Problem: Print the entries exactly as given.

Data records:

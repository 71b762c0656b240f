use alphasense_core::controller::{AnalysisController, View};
use alphasense_core::domain::analysis::{AnalysisRequest, AnalysisType, BacktestStrategy, StockData};
use alphasense_core::domain::chart::{chart_series, upside_percent};
use std::fmt::Write;

const RULE: &str = "────────────────────────────────────────────────────────────";

pub fn render_view(controller: &AnalysisController) -> String {
    let mut out = String::new();
    match controller.view() {
        View::Prompt => {
            out.push_str("Pick an analysis: `fundamental`, `technical` or `backtest`.\n");
        }
        View::Loading {
            analysis_type,
            backtest_period,
            ..
        } => {
            let _ = writeln!(
                out,
                "Analyzing Nifty 200 data ({}{})...",
                analysis_type.label(),
                backtest_period.map(|p| format!(", {p}")).unwrap_or_default()
            );
        }
        View::Failed { message } => {
            let _ = writeln!(out, "Analysis Failed\n{message}");
        }
        View::Results(result) => {
            let _ = writeln!(out, "{}\n{RULE}\n{}\n", result.heading(), result.summary.trim());

            let series = chart_series(&result.stocks, result.analysis_type);
            if let Some(first) = series.first() {
                let _ = writeln!(out, "{}", first.label);
                for point in &series {
                    let _ = writeln!(out, "  {:<12} {:>+8.1}%", point.symbol, point.value);
                }
                out.push('\n');
            }

            for (idx, stock) in result.stocks.iter().enumerate() {
                render_stock(&mut out, idx + 1, stock, result.analysis_type);
            }

            if result.has_sources() {
                out.push_str("Verified Sources\n");
                for source in &result.sources {
                    let _ = writeln!(out, "  - {} <{}>", source.title, source.uri);
                }
            }
        }
    }
    out
}

fn render_stock(out: &mut String, rank: usize, stock: &StockData, analysis_type: AnalysisType) {
    let _ = writeln!(
        out,
        "{rank}. {} - {} [{}]",
        stock.symbol, stock.name, stock.sector
    );
    let upside = upside_percent(stock)
        .map(|u| format!(" ({u:+.1}%)"))
        .unwrap_or_default();
    let _ = writeln!(
        out,
        "   CMP ₹{:.2} | Target ₹{:.2}{upside} | SL ₹{:.2} | {}",
        stock.current_price, stock.target_price, stock.stop_loss, stock.time_frame
    );

    let mut metrics = Vec::new();
    match analysis_type {
        AnalysisType::Fundamental => {
            if let Some(v) = stock.peg_ratio {
                metrics.push(format!("PEG {v:.2}"));
            }
            if let Some(v) = stock.debt_to_equity {
                metrics.push(format!("D/E {v:.2}"));
            }
        }
        AnalysisType::Technical => {
            if let Some(v) = &stock.ema {
                metrics.push(format!("EMA {v}"));
            }
            if let Some(v) = &stock.super_trend {
                metrics.push(format!("SuperTrend {v}"));
            }
            if let Some(v) = stock.rsi {
                metrics.push(format!("RSI {v:.1}"));
            }
            if let Some(v) = &stock.volume_action {
                metrics.push(format!("Volume {v}"));
            }
            if let Some(v) = stock.buy_alert {
                metrics.push(format!("Buy alert ₹{v:.2}"));
            }
            if let Some(v) = &stock.technical_trigger {
                metrics.push(format!("Trigger {v}"));
            }
        }
        AnalysisType::Backtest => {
            if let Some(v) = stock.entry_price {
                metrics.push(format!("Entry ₹{v:.2}"));
            }
            if let Some(v) = stock.return_percentage {
                metrics.push(format!("Return {v:+.1}%"));
            }
        }
    }
    if !metrics.is_empty() {
        let _ = writeln!(out, "   {}", metrics.join(" | "));
    }
    if !stock.rationale.is_empty() {
        let _ = writeln!(out, "   {}", stock.rationale);
    }
    out.push('\n');
}

pub fn render_shortcuts() -> String {
    let mut out = String::new();
    for strategy in BacktestStrategy::ALL {
        let periods = AnalysisRequest::backtest_shortcuts()
            .into_iter()
            .filter(|r| r.backtest_strategy() == Some(strategy))
            .filter_map(|r| r.backtest_period().map(|p| format!("\"{p}\"")))
            .collect::<Vec<_>>();
        let _ = writeln!(out, "{:<12} {}", strategy.label(), periods.join(", "));
    }
    out
}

Result of the task:
repository 71b762c0656b240f
use alphasense_core::controller::{AnalysisController, View};
use alphasense_core::domain::analysis::{AnalysisRequest, AnalysisType, BacktestStrategy, StockData};
use alphasense_core::domain::chart::{chart_series, upside_percent};
use std::fmt::Write;

const RULE: &str = "────────────────────────────────────────────────────────────";

pub fn render_view(controller: &AnalysisController) -> String {
    let mut out = String::new();
    match controller.view() {
        View::Prompt => {
            out.push_str("Pick an analysis: `fundamental`, `technical` or `backtest`.\n");
        }
        View::Loading {
            analysis_type,
            backtest_period,
            ..
        } => {
            let _ = writeln!(
                out,
                "Analyzing Nifty 200 data ({}{})...",
                analysis_type.label(),
                backtest_period.map(|p| format!(", {p}")).unwrap_or_default()
            );
        }
        View::Failed { message } => {
            let _ = writeln!(out, "Analysis Failed\n{message}");
        }
        View::Results(result) => {
            let _ = writeln!(out, "{}\n{RULE}\n{}\n", result.heading(), result.summary.trim());

            let series = chart_series(&result.stocks, result.analysis_type);
            if let Some(first) = series.first() {
                let _ = writeln!(out, "{}", first.label);
                for point in &series {
                    let _ = writeln!(out, "  {:<12} {:>+8.1}%", point.symbol, point.value);
                }
                out.push('\n');
            }

            for (idx, stock) in result.stocks.iter().enumerate() {
                render_stock(&mut out, idx + 1, stock, result.analysis_type);
            }

            if result.has_sources() {
                out.push_str("Verified Sources\n");
                for source in &result.sources {
                    let _ = writeln!(out, "  - {} <{}>", source.title, source.uri);
                }
            }
        }
    }
    out
}

fn render_stock(out: &mut String, rank: usize, stock: &StockData, analysis_type: AnalysisType) {
    let _ = writeln!(
        out,
        "{rank}. {} - {} [{}]",
        stock.symbol, stock.name, stock.sector
    );
    let upside = upside_percent(stock)
        .map(|u| format!(" ({u:+.1}%)"))
        .unwrap_or_default();
    let _ = writeln!(
        out,
        "   CMP ₹{:.2} | Target ₹{:.2}{upside} | SL ₹{:.2} | {}",
        stock.current_price, stock.target_price, stock.stop_loss, stock.time_frame
    );

    let mut metrics = Vec::new();
    match analysis_type {
        AnalysisType::Fundamental => {
            if let Some(v) = stock.peg_ratio {
                metrics.push(format!("PEG {v:.2}"));
            }
            if let Some(v) = stock.debt_to_equity {
                metrics.push(format!("D/E {v:.2}"));
            }
        }
        AnalysisType::Technical => {
            if let Some(v) = &stock.ema {
                metrics.push(format!("EMA {v}"));
            }
            if let Some(v) = &stock.super_trend {
                metrics.push(format!("SuperTrend {v}"));
            }
            if let Some(v) = stock.rsi {
                metrics.push(format!("RSI {v:.1}"));
            }
            if let Some(v) = &stock.volume_action {
                metrics.push(format!("Volume {v}"));
            }
            if let Some(v) = stock.buy_alert {
                metrics.push(format!("Buy alert ₹{v:.2}"));
            }
            if let Some(v) = &stock.technical_trigger {
                metrics.push(format!("Trigger {v}"));
            }
        }
        AnalysisType::Backtest => {
            if let Some(v) = stock.entry_price {
                metrics.push(format!("Entry ₹{v:.2}"));
            }
            if let Some(v) = stock.return_percentage {
                metrics.push(format!("Return {v:+.1}%"));
            }
        }
    }
    if !metrics.is_empty() {
        let _ = writeln!(out, "   {}", metrics.join(" | "));
    }
    if !stock.rationale.is_empty() {
        let _ = writeln!(out, "   {}", stock.rationale);
    }
    out.push('\n');
}

pub fn render_shortcuts() -> String {
    let mut out = String::new();
    for strategy in BacktestStrategy::ALL {
        let periods = AnalysisRequest::backtest_shortcuts()
            .into_iter()
            .filter(|r| r.backtest_strategy() == Some(strategy))
            .filter_map(|r| r.backtest_period().map(|p| format!("\"{p}\"")))
            .collect::<Vec<_>>();
        let _ = writeln!(out, "{:<12} {}", strategy.label(), periods.join(", "));
    }
    out
}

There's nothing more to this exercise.